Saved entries
[Start of Attachment]

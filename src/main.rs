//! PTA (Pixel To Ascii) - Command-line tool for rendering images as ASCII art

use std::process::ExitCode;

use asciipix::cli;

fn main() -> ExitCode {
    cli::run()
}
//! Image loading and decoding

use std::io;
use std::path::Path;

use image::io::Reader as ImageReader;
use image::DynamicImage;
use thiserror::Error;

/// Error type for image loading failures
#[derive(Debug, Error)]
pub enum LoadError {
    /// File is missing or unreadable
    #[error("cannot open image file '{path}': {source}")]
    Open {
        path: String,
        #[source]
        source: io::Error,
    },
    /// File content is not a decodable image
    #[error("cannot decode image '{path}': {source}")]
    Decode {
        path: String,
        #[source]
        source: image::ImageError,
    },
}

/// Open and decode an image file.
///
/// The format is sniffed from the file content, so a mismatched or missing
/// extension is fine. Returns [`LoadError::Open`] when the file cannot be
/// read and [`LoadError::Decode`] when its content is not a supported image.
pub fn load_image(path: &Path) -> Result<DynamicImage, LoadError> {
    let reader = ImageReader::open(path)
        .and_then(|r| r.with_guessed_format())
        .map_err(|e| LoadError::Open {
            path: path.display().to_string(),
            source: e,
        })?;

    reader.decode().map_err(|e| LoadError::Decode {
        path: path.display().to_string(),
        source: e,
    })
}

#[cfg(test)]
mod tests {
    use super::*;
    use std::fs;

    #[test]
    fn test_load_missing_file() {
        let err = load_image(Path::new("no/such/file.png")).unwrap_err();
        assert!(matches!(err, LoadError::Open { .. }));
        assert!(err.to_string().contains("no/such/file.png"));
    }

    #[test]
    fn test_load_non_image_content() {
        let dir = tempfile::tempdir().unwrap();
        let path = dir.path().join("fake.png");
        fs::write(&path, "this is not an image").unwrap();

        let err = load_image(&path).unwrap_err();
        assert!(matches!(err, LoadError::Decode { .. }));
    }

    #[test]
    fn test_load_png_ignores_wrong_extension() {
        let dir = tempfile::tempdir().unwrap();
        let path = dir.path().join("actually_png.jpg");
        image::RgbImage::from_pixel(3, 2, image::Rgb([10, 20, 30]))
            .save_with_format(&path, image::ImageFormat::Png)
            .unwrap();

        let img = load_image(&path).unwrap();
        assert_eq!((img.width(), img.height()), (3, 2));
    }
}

[End of Attachment]
[Start of Attachment]

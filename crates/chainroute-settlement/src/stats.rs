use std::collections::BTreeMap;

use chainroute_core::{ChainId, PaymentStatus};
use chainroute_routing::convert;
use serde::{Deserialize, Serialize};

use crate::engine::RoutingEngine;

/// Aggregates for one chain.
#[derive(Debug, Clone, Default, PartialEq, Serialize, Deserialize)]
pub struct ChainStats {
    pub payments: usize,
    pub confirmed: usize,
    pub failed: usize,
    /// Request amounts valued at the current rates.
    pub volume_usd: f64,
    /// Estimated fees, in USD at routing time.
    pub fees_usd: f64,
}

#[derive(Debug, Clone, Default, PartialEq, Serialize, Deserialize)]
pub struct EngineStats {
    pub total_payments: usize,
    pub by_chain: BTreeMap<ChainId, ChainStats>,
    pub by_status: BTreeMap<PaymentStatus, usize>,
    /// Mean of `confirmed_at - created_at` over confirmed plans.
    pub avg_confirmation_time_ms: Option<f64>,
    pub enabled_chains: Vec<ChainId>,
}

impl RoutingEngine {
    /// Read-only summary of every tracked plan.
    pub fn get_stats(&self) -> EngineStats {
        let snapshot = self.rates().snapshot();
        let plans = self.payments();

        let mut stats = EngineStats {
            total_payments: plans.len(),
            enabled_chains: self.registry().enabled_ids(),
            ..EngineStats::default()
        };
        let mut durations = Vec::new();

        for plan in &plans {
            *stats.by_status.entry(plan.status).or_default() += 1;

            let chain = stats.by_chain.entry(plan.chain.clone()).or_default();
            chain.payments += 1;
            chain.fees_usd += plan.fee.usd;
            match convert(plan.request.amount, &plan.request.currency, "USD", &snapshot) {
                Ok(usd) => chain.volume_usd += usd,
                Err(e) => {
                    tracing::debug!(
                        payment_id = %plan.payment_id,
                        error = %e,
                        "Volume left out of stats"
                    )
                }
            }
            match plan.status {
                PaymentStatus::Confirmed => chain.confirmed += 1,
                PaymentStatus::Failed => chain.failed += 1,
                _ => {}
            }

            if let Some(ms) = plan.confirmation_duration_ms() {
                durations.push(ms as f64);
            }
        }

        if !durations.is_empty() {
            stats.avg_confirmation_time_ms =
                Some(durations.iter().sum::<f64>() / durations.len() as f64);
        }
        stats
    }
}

[End of Attachment]

Work instructions:
Copy each line of the records containing the string "convert".

Output of the exercise:
use chainroute_routing::convert;
            match convert(plan.request.amount, &plan.request.currency, "USD", &snapshot) {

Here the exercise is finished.